Giovedì 16 Febbraio due donne rom, sorprese a frugare nei cassonetti siti in una zona non aperta al pubblico del supermercato “Lidl” di Follonica, in provincia di Grosseto, sono state chiuse da due dipendenti del supermercato con l’ausilio di un muletto. Mentre una delle due donne gridava spaventata, uno de’ dipendenti diceva che “Non si può entrare nell’angolo rotture del Lidl”, mentre l’altro affermava più volte di averle “chiuse in gabbia”. Il tutto è stato girato con un cellulare in un piccolo filmato di alcuni secondi che mostra il volto delle sventurate dentro quella che si è trasformata in una “gabbia”, mentre la colonna sonora è costituita dalle grida di una delle due donne, le risate di questi due baldi eroi e le loro frasi testé citate.
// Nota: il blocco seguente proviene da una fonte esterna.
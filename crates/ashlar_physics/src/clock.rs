// SPDX-License-Identifier: MIT OR Apache-2.0
//! Frame clock for the driver loop.
//!
//! This module handles:
//! - Delta time between frames, clamped to `max_delta`
//! - How long to sleep to honour an FPS cap
//! - A frames-per-second counter
//!
//! The clock takes `Instant`s from the caller instead of reading the system
//! time itself, so a driver can run it on simulated time.

use crate::config::FrameSettings;
use std::time::{Duration, Instant};

/// Delta clamp, FPS cap and FPS counter
#[derive(Debug, Clone)]
pub struct FrameClock {
    max_delta: f32,
    target_fps: Option<u32>,
    fps_log_interval: Duration,
    last_tick: Option<Instant>,
    /// Frames since the FPS window opened
    window_frames: u32,
    window_start: Option<Instant>,
    /// Last measured frame rate
    fps: Option<u32>,
    /// Frames ticked since creation
    pub frame_count: u64,
}

impl FrameClock {
    /// Create from frame settings
    pub fn new(settings: &FrameSettings) -> Self {
        Self {
            max_delta: settings.max_delta.max(0.0),
            target_fps: settings.target_fps,
            fps_log_interval: Duration::try_from_secs_f64(settings.fps_log_interval.max(0.0))
                .unwrap_or(Duration::MAX),
            last_tick: None,
            window_frames: 0,
            window_start: None,
            fps: None,
            frame_count: 0,
        }
    }

    /// Start a frame and return its simulation delta.
    ///
    /// The first tick returns 0. Later ticks return the time since the
    /// previous tick, clamped to `[0, max_delta]`.
    pub fn tick(&mut self, now: Instant) -> f32 {
        let raw = match self.last_tick {
            Some(last) => now.saturating_duration_since(last).as_secs_f32(),
            None => 0.0,
        };
        self.last_tick = Some(now);
        self.frame_count += 1;

        self.count_frame(now);

        raw.clamp(0.0, self.max_delta)
    }

    fn count_frame(&mut self, now: Instant) {
        let start = *self.window_start.get_or_insert(now);
        self.window_frames += 1;

        let elapsed = now.saturating_duration_since(start);
        if elapsed >= self.fps_log_interval && !elapsed.is_zero() {
            let fps = (self.window_frames as f64 / elapsed.as_secs_f64()).round() as u32;
            self.fps = Some(fps);
            tracing::debug!("FPS: {}", fps);

            self.window_frames = 0;
            self.window_start = Some(now);
        }
    }

    /// Last measured frame rate, once a full window has elapsed
    pub fn fps(&self) -> Option<u32> {
        self.fps
    }

    /// Frame rate cap; `None` is unbounded
    pub fn target_fps(&self) -> Option<u32> {
        self.target_fps
    }

    /// Change the frame rate cap. Zero is treated as unbounded.
    pub fn set_target_fps(&mut self, target_fps: Option<u32>) {
        self.target_fps = target_fps.filter(|fps| *fps > 0);
        match self.target_fps {
            Some(fps) => tracing::info!("FPS cap set to {}", fps),
            None => tracing::info!("FPS cap disabled"),
        }
    }

    /// Time left in the frame budget, or `None` when uncapped or over budget
    pub fn sleep_time(&self, frame_start: Instant, now: Instant) -> Option<Duration> {
        let fps = self.target_fps?;
        let budget = Duration::from_secs_f64(1.0 / fps as f64);
        let spent = now.saturating_duration_since(frame_start);

        budget.checked_sub(spent).filter(|remaining| !remaining.is_zero())
    }
}

#[cfg(test)]
mod tests {
    use super::*;

    fn clock() -> FrameClock {
        FrameClock::new(&FrameSettings::default())
    }

    #[test]
    fn test_first_tick_is_zero() {
        let mut clock = clock();
        assert_eq!(clock.tick(Instant::now()), 0.0);
        assert_eq!(clock.frame_count, 1);
    }

    #[test]
    fn test_delta_is_clamped() {
        let mut clock = clock();
        let start = Instant::now();
        clock.tick(start);

        let dt = clock.tick(start + Duration::from_millis(16));
        assert!((dt - 0.016).abs() < 1e-4);

        // Hitch
        let dt = clock.tick(start + Duration::from_millis(1016));
        assert_eq!(dt, 0.05);
    }

    #[test]
    fn test_sleep_time_with_cap() {
        let mut clock = clock();
        let start = Instant::now();
        assert!(clock.sleep_time(start, start).is_none());

        clock.set_target_fps(Some(30));
        let remaining = clock.sleep_time(start, start + Duration::from_millis(10));
        let remaining = remaining.unwrap().as_secs_f64();
        assert!((remaining - (1.0 / 30.0 - 0.010)).abs() < 1e-6);

        // Over budget
        assert!(clock
            .sleep_time(start, start + Duration::from_millis(50))
            .is_none());

        clock.set_target_fps(Some(0));
        assert_eq!(clock.target_fps(), None);
    }

    #[test]
    fn test_out_of_range_settings_do_not_panic() {
        let mut clock = FrameClock::new(&FrameSettings {
            max_delta: -0.05,
            target_fps: None,
            fps_log_interval: 1e300,
        });
        let start = Instant::now();
        clock.tick(start);
        assert_eq!(clock.tick(start + Duration::from_millis(16)), 0.0);
        assert_eq!(clock.fps(), None);
    }

    #[test]
    fn test_fps_counter() {
        let mut clock = clock();
        let start = Instant::now();
        assert_eq!(clock.fps(), None);

        for i in 0..=60u64 {
            clock.tick(start + Duration::from_micros(i * 16_667));
        }
        assert_eq!(clock.fps(), Some(61));
    }
}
Al di là di ogni considerazione, penso che siamo ormai arrivati ad un punto di non ritorno, il mio pessimismo ha ormai raggiunto il climax, mi chiedo quali cose peggiori possano ancora accadere, perché, leggendo i commenti che tante persone hanno scritto nei vari “Social network” dopo aver visto questo video, e dopo averne sentiti altri alla trasmissione radiofonica “la zanzara” della “premiata” ditta “Cruciani & Parenzo”, siamo costretti/e a riconoscere quella che ormai è una realtà, e cioè che se queste persone vedessero un/una rom crepare in mezzo alla strada, non solo non muoverebbero un dito per aiutarlo/a, ma non proverebbero il minimo brivido di fronte alla visione di un avvenimento che dovrebbe quantomeno turbare la coscienza di chiunque. Ricordo una mia antichissima conversazione con un mio vecchio amico tanti anni fa. Ex anarchico, passato completamente all’estrema destra, si parlava di nazismo, e quando cercai di farlo ragionare presentandogli la problematica legata alla questione degli ebrei, mi rispose che inizialmente in nazismo non ce l’aveva con gli ebrei onesti cittadini tedeschi, ma con quegli straccioni che, seduti sul marciapiede, chiedevano l’elemosina, proprio come fanno “gli zingari”. Questo suo disperato tentativo di difesa mi è tornato in mente quando vidi tempo fa su “You Tube” la penosa conversazione (come se fosse possibile conversare con un leghista) fra l’attivista politica rom Djana Pavlovic e il leghista Bonanno, il quale inizialmente disse di avercela solo con gli zingari che delinquono e che si comportano male per poi terminare dicendo che gli zingari sono “la feccia dell’umanità” senza alcun tipo di distinzione e compresa la signora Pavlovic, colpevole solo di avere accettato di confrontarsi con una bestia travestita da essere umano.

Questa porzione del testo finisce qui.